Re: Remove cdrtools
Steve Greenland <firstname.lastname@example.org> writes:
> On 16-Aug-06, 04:00 (CDT), Gabor Gombas <email@example.com> wrote:
>> On Tue, Aug 15, 2006 at 02:26:29PM -0500, Steve Greenland wrote:
>> > And guess what? System tests are actually more reliable, especially
>> > when the user tells you what the system is. You can simply flip to
>> > compiling foo_linux.c or foo_solaris.c and go on your way.
>> This will never work. Real life example from a couple of weeks ago: I
>> wrote a program that was running happily on Sarge, then somebody wanted
>> to build it on RHEL and failed because the UUID library on RHEL does not
>> have uuid_unparse_lower().
> So you chose to use a function not reliably available. Sounds like bad
> planning to me.
>> And RHEL _is_ Linux and it is pretty heavily used in corporate
>> environments. So instead of foo_linux.c you need foo_sarge.c,
>> foo_etch.c, foo_rhel.c, foo_opensuse.c and probably a dozen more,
>> which is just plainly unmanageable.
> No, you figure out what the base system requirement is, and write to that.
> I can guarantee you that there's a lot more difference between AIX and
> "Linux" than there is between RHEL 3.x and Debian sarge, not to even
> mention non-Unix platforms. None-the-less, code can be written that runs
> on all of them. You figure out where the incompatability points are, and
> you write functions to mask them. Of course the functions themselves
> have #ifdefs (or some other way of controlling compilation), but you get
> it *out* of your main code base.
Then again you have code that depends on the size of variable types,
the availability of header files, libaries, functions in libraries,
different prototypes for functions, .....

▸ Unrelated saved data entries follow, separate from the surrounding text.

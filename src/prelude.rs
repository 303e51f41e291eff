//! Prelude module for HLS Fetcher Library
//!
//! Re-exports the items most integrations need, so a single
//! `use hls_fetcher::prelude::*;` is enough for typical usage.
//!
//! # Usage
//!
//! ```rust,no_run
//! use hls_fetcher::prelude::*;
//! use std::sync::Arc;
//!
//! #[tokio::main]
//! async fn main() -> Result<()> {
//!     let config = AppConfig::load(None).await?;
//!     let client = Arc::new(HlsClient::with_config(config.client.clone())?);
//!     let coordinator = Coordinator::new(config.coordinator_config(), client)?;
//!     let _token = coordinator.cancellation_token();
//!     Ok(())
//! }
//! ```

// Core result types
pub use crate::errors::{AppError, Result};

pub use crate::config::AppConfig;

pub use crate::app::{
    // Transport
    BackoffPolicy,
    ClientConfig,
    // Synchronization
    CompletionBarrier,
    // Orchestration
    Coordinator,
    CoordinatorConfig,
    HlsClient,
    ManifestConfig,
    // Manifests
    ManifestResolver,
    ManifestRewriter,
    RetryPolicy,
    SegmentOutcome,
    SegmentProgress,
    SegmentRef,
    SessionResult,
    WorkerConfig,
    WorkerPool,
    find_missing_segments,
};
//! Session outcome reporting
//!
//! Outcomes are stored in resolved order, never completion order, so a
//! report reads like the playlist it came from.

use std::path::PathBuf;
use std::time::Duration;

use chrono::{DateTime, Utc};
use serde::Serialize;
use url::Url;

use crate::app::manifest::SegmentRef;

/// Final state of one segment
#[derive(Debug, Clone, PartialEq, Eq, Serialize)]
#[serde(tag = "status", rename_all = "snake_case")]
pub enum SegmentStatus {
    /// Written to disk
    Succeeded { path: PathBuf },
    /// Gave up after the retry budget or on cancellation
    Failed { error: String },
}

/// Outcome of one distinct segment
#[derive(Debug, Clone, Serialize)]
pub struct SegmentOutcome {
    pub file_name: String,
    pub url: Url,
    pub status: SegmentStatus,
}

impl SegmentOutcome {
    pub fn is_success(&self) -> bool {
        matches!(self.status, SegmentStatus::Succeeded { .. })
    }
}

/// Event sent on the progress channel as each segment finishes
#[derive(Debug, Clone, Serialize)]
pub struct SegmentProgress {
    pub file_name: String,
    pub succeeded: bool,
    /// Segments finished so far, this one included
    pub completed: usize,
    pub total: usize,
}

/// Final result of a download session
#[derive(Debug, Clone, Serialize)]
pub struct SessionResult {
    /// Root manifest URL as requested
    pub manifest_url: Url,
    /// Every resolved segment reference, duplicates included
    pub segments: Vec<SegmentRef>,
    /// One outcome per distinct segment, in resolved order
    pub outcomes: Vec<SegmentOutcome>,
    pub succeeded: usize,
    pub failed: usize,
    /// Whether the session was cancelled before it finished
    pub cancelled: bool,
    pub started_at: DateTime<Utc>,
    pub finished_at: DateTime<Utc>,
    pub elapsed: Duration,
}

impl SessionResult {
    /// True when every distinct segment was written
    pub fn is_complete(&self) -> bool {
        self.failed == 0 && !self.cancelled
    }

    /// Outcomes that did not succeed, in resolved order
    pub fn failures(&self) -> impl Iterator<Item = &SegmentOutcome> {
        self.outcomes.iter().filter(|outcome| !outcome.is_success())
    }

    /// Percentage of distinct segments written
    pub fn success_rate(&self) -> f64 {
        if self.outcomes.is_empty() {
            return 100.0;
        }
        (self.succeeded as f64 / self.outcomes.len() as f64) * 100.0
    }
}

Instead of finding out what all those parameters are for each system
and writing an foo_<system>.c you can use autoconf to run reliable
testcases for them and use the results to automatically adjust to the
probed set of parameters.
Especialy when you have optional stuff, like 'png support yes/no',
then you need something to easily set the #ifdef variables.